**Prompt**
Copy out, exactly as given, every line from the line with "pub mod params;" to the end of the listing, both of those lines included.
***
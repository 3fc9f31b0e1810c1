pub mod dispatch;
pub mod params;

pub use dispatch::{
    dispatch_effects, AudioSink, DispatchReport, EffectSinks, ExplosionOutcome, ExplosionRequest,
    ExplosionSink, GridLookup, MapCoordinates, NoExplosions, NoGrids, TileIndex,
};
pub use params::{
    map_effects, AudioParams, EffectParameters, ExplosionCurve, ExplosionParameters,
    QuietImpactPolicy, VolumeCurve,
};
***
**Solution for this task**
pub mod params;

pub use dispatch::{
    dispatch_effects, AudioSink, DispatchReport, EffectSinks, ExplosionOutcome, ExplosionRequest,
    ExplosionSink, GridLookup, MapCoordinates, NoExplosions, NoGrids, TileIndex,
};
pub use params::{
    map_effects, AudioParams, EffectParameters, ExplosionCurve, ExplosionParameters,
    QuietImpactPolicy, VolumeCurve,
};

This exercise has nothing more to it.